The geopolitical backdrop matters. Argentine President Javier Milei— the libertarian economist who took office in December 2023 pledging to chainsaw his own government down to size — has explicitly aligned Argentina with U.S. economic and diplomatic positions, making his country the Trump administration’s most natural partner in Latin America. ARTI is the formal payoff of that alignment: a bilateral economic relationship restructured from the ground up, built on the premise that two governments serious about free markets can move fast when they want to.

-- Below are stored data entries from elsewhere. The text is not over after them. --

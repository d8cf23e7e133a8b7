//! Common types used throughout artik-sync
//!
//! This module contains the data model shared by the sync pipeline:
//! timestamps, device identifiers, the sync window and device messages.

use chrono::{DateTime, TimeZone, Utc};
use serde::{Deserialize, Serialize};

// ============================================================================
// Type Aliases
// ============================================================================

/// JSON value type (re-exported from serde_json)
pub type JsonValue = serde_json::Value;

/// Milliseconds since the Unix epoch
pub type Timestamp = i64;

/// Opaque identifier of a device registered on the cloud platform
pub type DeviceId = String;

/// Current wall-clock time in milliseconds
pub fn now_millis() -> Timestamp {
    Utc::now().timestamp_millis()
}

/// Render a millisecond timestamp as RFC 3339 for logs
pub fn format_timestamp(ts: Timestamp) -> String {
    match Utc.timestamp_millis_opt(ts).single() {
        Some(dt) => dt.to_rfc3339(),
        None => ts.to_string(),
    }
}

// ============================================================================
// Sync Window
// ============================================================================

/// Time range `[start_time, end_time]` covered by one sync
#[derive(Debug, Clone, Copy, PartialEq, Eq, Serialize, Deserialize)]
pub struct SyncWindow {
    /// Previous checkpoint, or the configured default
    pub start_time: Timestamp,
    /// Wall-clock time at sync start
    pub end_time: Timestamp,
}

impl SyncWindow {
    /// Create a window, clamping `start_time` so that `start_time <= end_time`
    pub fn new(start_time: Timestamp, end_time: Timestamp) -> Self {
        Self {
            start_time: start_time.min(end_time),
            end_time,
        }
    }

    /// Window from `start_time` until now
    pub fn until_now(start_time: Timestamp) -> Self {
        Self::new(start_time, now_millis())
    }

    /// Window length in milliseconds
    pub fn duration_ms(&self) -> i64 {
        self.end_time - self.start_time
    }

    /// Start as a UTC datetime
    pub fn start(&self) -> Option<DateTime<Utc>> {
        Utc.timestamp_millis_opt(self.start_time).single()
    }

    /// End as a UTC datetime
    pub fn end(&self) -> Option<DateTime<Utc>> {
        Utc.timestamp_millis_opt(self.end_time).single()
    }
}

// ============================================================================
// Device Message
// ============================================================================

/// A message emitted by a device
///
/// `payload` is the full message record as returned by the platform and is
/// forwarded downstream without modification.
#[derive(Debug, Clone, PartialEq)]
pub struct Message {
    /// Source device id
    pub sdid: DeviceId,
    /// Message record, verbatim
    pub payload: JsonValue,
}

impl Message {
    /// Create a message
    pub fn new(sdid: impl Into<DeviceId>, payload: JsonValue) -> Self {
        Self {
            sdid: sdid.into(),
            payload,
        }
    }

    /// Build a message from a raw record, reading `sdid` from the record itself
    pub fn from_record(record: JsonValue) -> Self {
        let sdid = record
            .get("sdid")
            .and_then(JsonValue::as_str)
            .unwrap_or_default()
            .to_string();
        Self {
            sdid,
            payload: record,
        }
    }
}

#[cfg(test)]
mod tests {
    use super::*;
    use serde_json::json;

    #[test]
    fn test_window_clamps_start() {
        let window = SyncWindow::new(2000, 1000);
        assert_eq!(window.start_time, 1000);
        assert_eq!(window.end_time, 1000);
        assert_eq!(window.duration_ms(), 0);
    }

    #[test]
    fn test_window_until_now() {
        let before = now_millis();
        let window = SyncWindow::until_now(0);
        assert_eq!(window.start_time, 0);
        assert!(window.end_time >= before);
    }

    #[test]
    fn test_window_datetimes() {
        let window = SyncWindow::new(0, 1000);
        assert_eq!(window.start().unwrap().timestamp(), 0);
        assert_eq!(window.end().unwrap().timestamp_millis(), 1000);
    }

    #[test]
    fn test_message_from_record() {
        let record = json!({"sdid": "d1", "data": {"temp": 21.5}});
        let msg = Message::from_record(record.clone());
        assert_eq!(msg.sdid, "d1");
        assert_eq!(msg.payload, record);
    }

    #[test]
    fn test_message_from_record_without_sdid() {
        let msg = Message::from_record(json!({"data": {}}));
        assert!(msg.sdid.is_empty());
    }

    #[test]
    fn test_format_timestamp() {
        assert_eq!(format_timestamp(0), "1970-01-01T00:00:00+00:00");
    }
}
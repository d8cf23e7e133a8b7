// Allow common clippy pedantic lints
#![allow(clippy::cast_possible_truncation)]
#![allow(clippy::cast_sign_loss)]
#![allow(clippy::must_use_candidate)]
#![allow(clippy::unused_async)]

//! artik-sync CLI
//!
//! Command-line interface for syncing ARTIK Cloud device messages

use artik_sync::cli::{Cli, Runner};
use clap::Parser;

#[tokio::main]
async fn main() {
    let cli = Cli::parse();

    // Logs go to stderr; stdout carries forwarded messages and results
    let level = if cli.verbose {
        tracing::Level::DEBUG
    } else {
        tracing::Level::INFO
    };
    tracing_subscriber::fmt()
        .with_writer(std::io::stderr)
        .with_env_filter(
            tracing_subscriber::EnvFilter::from_default_env().add_directive(level.into()),
        )
        .init();

    let runner = Runner::new(cli);

    if let Err(e) = runner.run().await {
        eprintln!("Error: {e}");
        std::process::exit(1);
    }
}
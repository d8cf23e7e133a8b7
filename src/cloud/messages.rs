//! Per-device message fetch

use super::{array_at, CloudApi};
use crate::error::{Error, Result};
use crate::types::{Message, SyncWindow};
use tracing::debug;

impl CloudApi {
    /// Fetch the messages a device emitted within `window`
    ///
    /// Issues a single request for at most `message_count` messages; there
    /// is no pagination past the first page. Records are returned verbatim
    /// in arrival order. A record without its own `sdid` is attributed to
    /// `device_id`.
    pub async fn fetch_messages(
        &self,
        token: &str,
        device_id: &str,
        window: &SyncWindow,
    ) -> Result<Vec<Message>> {
        let url = self.endpoint(&["messages"]);
        let query = [
            ("count", self.message_count.to_string()),
            ("startDate", window.start_time.to_string()),
            ("endDate", window.end_time.to_string()),
            ("sdid", device_id.to_string()),
        ];

        let body = self
            .http
            .get_json(&url, &query, token)
            .await
            .map_err(|e| Error::message_fetch(device_id, e.to_string()))?;

        let messages: Vec<Message> = array_at(&body, "data")
            .iter()
            .cloned()
            .map(|record| {
                let mut message = Message::from_record(record);
                if message.sdid.is_empty() {
                    message.sdid = device_id.to_string();
                }
                message
            })
            .collect();

        debug!(device_id, count = messages.len(), "Fetched messages");
        Ok(messages)
    }
}
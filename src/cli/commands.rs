//! CLI commands and argument parsing

use crate::types::Timestamp;
use clap::{Parser, Subcommand};
use std::path::PathBuf;

/// ARTIK Cloud device message sync
#[derive(Parser, Debug)]
#[command(name = "artik-sync")]
#[command(author, version, about, long_about = None)]
pub struct Cli {
    /// Configuration file (JSON or YAML)
    #[arg(short = 'C', long, global = true)]
    pub config: Option<PathBuf>,

    /// Inline config JSON (takes precedence over --config)
    #[arg(long, global = true)]
    pub config_json: Option<String>,

    /// Checkpoint state file (JSON); in-memory when omitted
    #[arg(short, long, global = true)]
    pub state: Option<PathBuf>,

    /// Device registry file (JSON array of ids or records); accepts all devices when omitted
    #[arg(long, global = true)]
    pub registry: Option<PathBuf>,

    /// Append forwarded messages to this file instead of stdout
    #[arg(short, long, global = true)]
    pub output: Option<PathBuf>,

    /// Output format for command results
    #[arg(short, long, global = true, default_value = "json")]
    pub format: OutputFormat,

    /// Verbose output
    #[arg(short, long, global = true)]
    pub verbose: bool,

    #[command(subcommand)]
    pub command: Commands,
}

/// CLI subcommands
#[derive(Subcommand, Debug)]
pub enum Commands {
    /// Exchange credentials for an access token
    Check,

    /// List the account's device ids
    Devices,

    /// Run one sync
    Sync {
        /// Window start in ms since epoch (defaults to the stored checkpoint)
        #[arg(long)]
        since: Option<Timestamp>,
    },

    /// Sync on a fixed interval until interrupted
    Watch {
        /// Seconds between syncs
        #[arg(short, long, default_value = "60")]
        interval: u64,
    },

    /// Start HTTP server mode
    Serve {
        /// Port to listen on
        #[arg(short, long, default_value = "8080")]
        port: u16,
    },
}

/// Output format
#[derive(Debug, Clone, Copy, PartialEq, Eq, clap::ValueEnum)]
pub enum OutputFormat {
    /// JSON output (one message per line)
    Json,
    /// Human-readable output
    Pretty,
}
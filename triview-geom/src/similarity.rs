use triview_core::{
    align_directions, half_turn_perpendicular,
    nalgebra::{Point3, Rotation3, Unit, Vector3},
    AntiparallelPolicy, Error, Result,
};

/// A uniform scale followed by a rotation and a translation.
///
/// `x -> translation + scale * rotation * x`
#[derive(Copy, Clone, Debug, PartialEq)]
pub struct Similarity {
    pub scale: f64,
    pub rotation: Rotation3<f64>,
    pub translation: Vector3<f64>,
}

impl Similarity {
    pub fn identity() -> Self {
        Self {
            scale: 1.0,
            rotation: Rotation3::identity(),
            translation: Vector3::zeros(),
        }
    }

    pub fn transform_point(&self, point: &Point3<f64>) -> Point3<f64> {
        Point3::from(self.translation + self.scale * (self.rotation * point.coords))
    }
}

/// Registers one baseline onto another with a [`Similarity`].
///
/// Given the target baseline `(a, b)` and the source baseline `(a', b')`:
///
/// - the scale is `|b - a| / |b' - a'|`
/// - the rotation is the smallest one taking the direction of `b' - a'` onto that of `b - a`
/// - the translation is `a - a'`
///
/// The translation is not rotated or scaled, so `a'` lands on `a` only when `a'` is the
/// origin of its frame. That is always the case for the first center of an estimated model.
#[derive(Copy, Clone, Debug, PartialEq)]
pub struct BaselineRegistrar {
    antiparallel_tolerance: f64,
    policy: AntiparallelPolicy,
}

impl BaselineRegistrar {
    /// Creates a `BaselineRegistrar` with default values.
    ///
    /// Same as calling [`Default::default`].
    pub fn new() -> Self {
        Default::default()
    }

    /// Set how close to `-1` the cosine between the baselines may get before they are considered
    /// antiparallel.
    ///
    /// Default is `1e-9`.
    #[must_use]
    pub fn antiparallel_tolerance(self, antiparallel_tolerance: f64) -> Self {
        Self {
            antiparallel_tolerance,
            ..self
        }
    }

    /// Set what happens with antiparallel baselines.
    ///
    /// Default is [`AntiparallelPolicy::Reject`].
    #[must_use]
    pub fn policy(self, policy: AntiparallelPolicy) -> Self {
        Self { policy, ..self }
    }

    /// Finds the similarity mapping the `source` baseline onto the `target` baseline.
    ///
    /// Fails with [`Error::DegenerateBaseline`] if either baseline has no length and with
    /// [`Error::AntiparallelBaseline`] if the baselines are opposite and the policy rejects them.
    pub fn register(
        &self,
        target: [Point3<f64>; 2],
        source: [Point3<f64>; 2],
    ) -> Result<Similarity> {
        let [a, b] = target;
        let [a_src, b_src] = source;
        let target_span = b - a;
        let source_span = b_src - a_src;

        let scale = target_span.norm() / source_span.norm();
        if !scale.is_finite() || scale == 0.0 {
            return Err(Error::DegenerateBaseline);
        }
        let target_dir = Unit::try_new(target_span, 0.0).ok_or(Error::DegenerateBaseline)?;
        let source_dir = Unit::try_new(source_span, 0.0).ok_or(Error::DegenerateBaseline)?;

        let rotation = match align_directions(source_dir, target_dir, self.antiparallel_tolerance)
        {
            Some(rotation) => rotation,
            None => match self.policy {
                AntiparallelPolicy::Reject => return Err(Error::AntiparallelBaseline),
                AntiparallelPolicy::HalfTurn => half_turn_perpendicular(target_dir),
            },
        };

        Ok(Similarity {
            scale,
            rotation,
            translation: a - a_src,
        })
    }
}

impl Default for BaselineRegistrar {
    fn default() -> Self {
        Self {
            antiparallel_tolerance: 1e-9,
            policy: AntiparallelPolicy::Reject,
        }
    }
}
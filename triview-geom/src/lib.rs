//! This crate contains the geometric building blocks of three-viewpoint reconstruction.
//!
//! ## Rigid alignment
//!
//! Two point sets that differ only by a rotation and a translation are aligned with
//! [`RigidAligner`], the SVD solution of the orthogonal Procrustes problem. The azimuths of two
//! viewpoints, once scaled by their depths, are exactly such a pair of point sets.
//!
//! ## Ray intersection
//!
//! Each viewpoint center and azimuth define a ray. With noise free data, the rays of the
//! same physical point meet in that point. [`RayIntersector`] finds the point closest to all of
//! them in the least-squares sense.
//!
//! - `X` the intersection
//! - `c` a ray origin
//! - `d` a ray direction
//!
//! ```text
//!           X
//!          /|\
//!         / | \
//!        d  d  d
//!       /   |   \
//!      c    c    c
//! ```
//!
//! ## Baseline registration
//!
//! Two reconstructions sharing two viewpoint centers are brought into one frame with a
//! [`Similarity`] found by [`BaselineRegistrar`].

mod alignment;
mod intersection;
mod similarity;

pub use alignment::*;
pub use intersection::*;
pub use similarity::*;
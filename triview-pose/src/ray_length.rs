use triview_core::{
    nalgebra::Vector3, Correspondences, Depths, Error, PairwiseTransforms, Result,
    ViewpointCenters,
};
use triview_geom::{Ray, RayIntersector};

/// Re-estimates the depth of every correspondence along each viewpoint ray.
///
/// The three rays of a correspondence leave the viewpoint centers along its azimuths rotated into
/// the common frame. Their intersection is projected back onto each ray and the distance of that
/// projection from the ray origin is the new depth. Depths are distances, so they are never
/// negative.
#[derive(Copy, Clone, Debug, Default, PartialEq, PartialOrd)]
pub struct RayLengthEstimator {
    pub intersector: RayIntersector,
}

impl RayLengthEstimator {
    pub fn new(intersector: RayIntersector) -> Self {
        Self { intersector }
    }

    /// Fails with [`Error::SingularIntersection`] naming the first correspondence whose rays do not
    /// meet in a unique point.
    pub fn estimate(
        &self,
        correspondences: &Correspondences<'_>,
        transforms: &PairwiseTransforms,
    ) -> Result<Depths> {
        let centers = transforms.centers();
        correspondences
            .iter()
            .enumerate()
            .map(|(index, azimuths)| {
                let rays = correspondence_rays(&centers, transforms, azimuths);
                let point = self
                    .intersector
                    .intersect(rays.into_iter())
                    .ok_or(Error::SingularIntersection { index })?;
                Ok(rays.map(|ray| ray.distance_along(point)))
            })
            .collect()
    }
}

/// The three rays of one correspondence in the common frame.
pub(crate) fn correspondence_rays(
    centers: &ViewpointCenters,
    transforms: &PairwiseTransforms,
    azimuths: [Vector3<f64>; 3],
) -> [Ray; 3] {
    let [first, second, third] = transforms.to_common_frame(azimuths);
    [
        Ray::new(centers.first, first),
        Ray::new(centers.second, second),
        Ray::new(centers.third, third),
    ]
}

§ 01 / The Deal — What ARTI Actually Does

The Agreement on Reciprocal Trade and Investment is a full bilateral trade framework — not a limited sectoral arrangement, not a memorandum of understanding, not a framework for future negotiations. It takes effect immediately. Both governments committed to eliminating more than 1,675 tariff lines from day one, covering the bulk of goods that move between the two economies.

The beef quota is the headline number for a reason. The United States has strict import quota structures for beef — particularly for the high-quality, grass-fed beef Argentina produces in volume. A guaranteed 100,000-metric-ton annual corridor is commercially significant: it creates a stable, predictable export market for Argentine ranchers and gives American consumers and retailers direct access to Argentine beef at competitive prices, without the annual uncertainty of ad hoc quota negotiations.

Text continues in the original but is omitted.